Princípios práticos para o executivo de 2026

  1. Pare de perseguir cada tendência do momento: Antes de embarcar no “tema do ano”, seja metaverso, NFT, ou o que vier, pergunte qual problema real isso resolve no meu negócio agora. Filtre hype daquilo que realmente traz valor e concentre energia no básico bem-feito. Estratégia é tão sobre escolher o que não fazer quanto sobre o que fazer.
  2. Comece pela integração, não pela vitrine: Muitos projetos fracassam porque priorizam a camada visível (site novo, app bonito) sem arrumar o fundamento (dados integrados, processos alinhados). Invista primeiro em estruturar a casa: integrar sistemas legados, limpar bases de dados, unificar indicadores. A experiência do cliente será tão boa quanto a saúde dos bastidores.
  3. Desafie seu time com metas de ROI para inovação: Toda iniciativa digital deve nascer com um indicador de sucesso ligado a valor de negócio, e esse indicador acompanhar de perto. Isso força foco em resultado. Se um projeto de IA ou omnichannel não consegue definir um KPI claro de sucesso, algo já está errado no ponto de partida.

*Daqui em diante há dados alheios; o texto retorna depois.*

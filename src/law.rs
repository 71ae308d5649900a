
//! The common shape of every law and definition in the catalog.

use crate::error::Error;
use crate::expr::Expr;
use crate::expr::algebra::formula::Equation;
use crate::expr::evaluator::{EvalError, evaluate_scalar};
use crate::expr::substitution::Substitution;
use crate::expr::var::constants::is_constant;
use crate::quantity::Quantity;
use crate::symbol::{Symbol, SymbolKind};
use crate::validation::{Arg, Validator};

use bitflags::bitflags;
use serde::{Serialize, Deserialize};
use tracing::debug;

bitflags! {
  #[derive(Debug, Default, Clone, Copy, PartialEq, Eq, Hash)]
  pub struct LawTraits: u32 {
    /// Some parameters are vectors, supplied as a magnitude and an
    /// angle.
    const VECTOR_INPUTS = 0b0001;
    /// The equation has several closed-form solutions, chosen between
    /// by a domain constraint.
    const MULTI_BRANCH = 0b0010;
    /// The solution refers to a physical constant, which is not a
    /// parameter.
    const USES_CONSTANT = 0b0100;
    /// The equation defines a quantity in terms of a derivative.
    const DEFINITION = 0b1000;
  }
}

/// A physical law: a set of symbols related by one equation, solved
/// in closed form for one of them.
pub trait Law: Send + Sync {
  /// The module path of the law, such as
  /// `laws::dynamics::impulse_from_mass_and_speed`.
  fn name(&self) -> &'static str;

  fn description(&self) -> &'static str;

  fn equation(&self) -> &Equation;

  /// The symbol the law is solved for.
  fn target(&self) -> &Symbol;

  /// The symbols whose values are supplied to the calculation, in the
  /// order the calculation accepts them.
  fn inputs(&self) -> Vec<&Symbol>;

  fn validator(&self) -> &Validator;

  /// The canonical closed-form solution of the equation for the
  /// target.
  fn solution(&self) -> &Expr;

  /// Representative values for every input, used for worked examples.
  fn example(&self) -> Substitution;

  fn traits(&self) -> LawTraits {
    LawTraits::empty()
  }

  /// Binds checked argument values, in the validator's order, to the
  /// symbols of the solution.
  fn bind_inputs(&self, values: &[Quantity]) -> Substitution {
    self.inputs().into_iter().zip(values.iter().copied()).collect()
  }

  /// Evaluates the solution for the given input values.
  fn solve(&self, inputs: &Substitution) -> Result<Quantity, EvalError> {
    evaluate_scalar(self.solution(), inputs)
  }

  /// Evaluates `lhs - rhs` of the equation for values of every
  /// symbol, target included.
  fn residual(&self, bindings: &Substitution) -> Result<Quantity, EvalError> {
    self.equation().residual(bindings)
  }

  /// Every symbol of the law, target first.
  fn symbols(&self) -> Vec<&Symbol> {
    let mut symbols = vec![self.target()];
    symbols.extend(self.inputs());
    symbols
  }

  /// The last segment of [`Law::name`].
  fn short_name(&self) -> &'static str {
    let name = self.name();
    name.rsplit("::").next().unwrap_or(name)
  }

  /// A human-readable rendering of the equation.
  fn print(&self) -> String {
    self.equation().to_string()
  }

  fn summary(&self) -> LawSummary {
    LawSummary {
      name: self.name().to_owned(),
      description: self.description().to_owned(),
      equation: self.print(),
      target: self.target().name().to_owned(),
      solution: self.solution().to_string(),
      symbols: self.symbols().into_iter().map(SymbolSummary::from).collect(),
      traits: self.traits().iter_names().map(|(name, _)| name.to_owned()).collect(),
      constants: self.equation().free_vars().into_iter()
        .filter(is_constant)
        .map(String::from)
        .collect(),
    }
  }
}

/// A serializable description of a law.
#[derive(Debug, Clone, PartialEq, Serialize, Deserialize)]
pub struct LawSummary {
  pub name: String,
  pub description: String,
  pub equation: String,
  pub target: String,
  pub solution: String,
  pub symbols: Vec<SymbolSummary>,
  pub traits: Vec<String>,
  /// Named constants the equation refers to, such as `pi`.
  pub constants: Vec<String>,
}

#[derive(Debug, Clone, PartialEq, Serialize, Deserialize)]
pub struct SymbolSummary {
  pub name: String,
  pub kind: SymbolKind,
  pub dimension: String,
}

impl From<&Symbol> for SymbolSummary {
  fn from(symbol: &Symbol) -> Self {
    SymbolSummary {
      name: symbol.name().to_owned(),
      kind: symbol.kind(),
      dimension: symbol.kind().to_string(),
    }
  }
}

/// Strips the crate name from a module path.
pub(crate) fn law_name(module_path: &'static str) -> &'static str {
  module_path.split_once("::").map_or(module_path, |(_, rest)| rest)
}

/// Validates `args` against the law's inputs, solves, and validates
/// the result. This is the body of every `calculate_*` function.
pub fn calculate<L>(law: &L, args: &[Arg]) -> Result<Quantity, Error>
where L: Law + ?Sized {
  let values = law.validator().check_inputs(args)?;
  let bindings = law.bind_inputs(&values);
  let result = law.solve(&bindings)?;
  let result = law.validator().check_output(result)?;
  debug!(law = law.name(), %result, "calculated {}", law.target().name());
  Ok(result)
}


#[cfg(test)]
mod tests {
  use super::*;

  #[test]
  fn test_law_name() {
    assert_eq!(law_name("physlaw::laws::waves::wavespeed_from_medium"), "laws::waves::wavespeed_from_medium");
    assert_eq!(law_name("physlaw"), "physlaw");
  }

  #[test]
  fn test_law_traits_names() {
    let traits = LawTraits::VECTOR_INPUTS | LawTraits::DEFINITION;
    let names: Vec<_> = traits.iter_names().map(|(name, _)| name).collect();
    assert_eq!(names, vec!["VECTOR_INPUTS", "DEFINITION"]);
  }
}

  4. Reflita sobre a jornada do seu cliente (de verdade): Quando foi a última vez que você mesmo percorreu, como cliente oculto, todo o caminho de compra da sua marca? Faça isso regularmente. Identifique pontos de atrito, mensagens desencontradas, momentos “uau” desperdiçados. Use esses insights para guiar a priorização de melhorias. Empatia operacional é uma arma poderosa.
  5. Cultive parceiros e visão externa: O ecossistema de e-commerce é vasto e nenhum player vence sozinho. Esteja aberto a parcerias estratégicas com startups de logística, fintechs, plataformas de IA que potencializem suas capacidades. E traga gente de fora para desafiar o status quo nas reuniões de planejamento. Às vezes, uma perspectiva externa expõe pontos cegos que a cultura interna nem percebe.
  6. Mantenha o cliente no centro, de verdade: Pode soar clichê, mas em 2026 vale reforçar: todas as decisões devem começar do cliente. Antes de lançar qualquer novidade, pergunte “Isso melhora a vida do meu cliente em quê?”. Se a resposta não for clara, volte duas casas. O consumidor já mostrou que só engaja com o que lhe agrega valor ou emoção genuína. O resto ele ignora.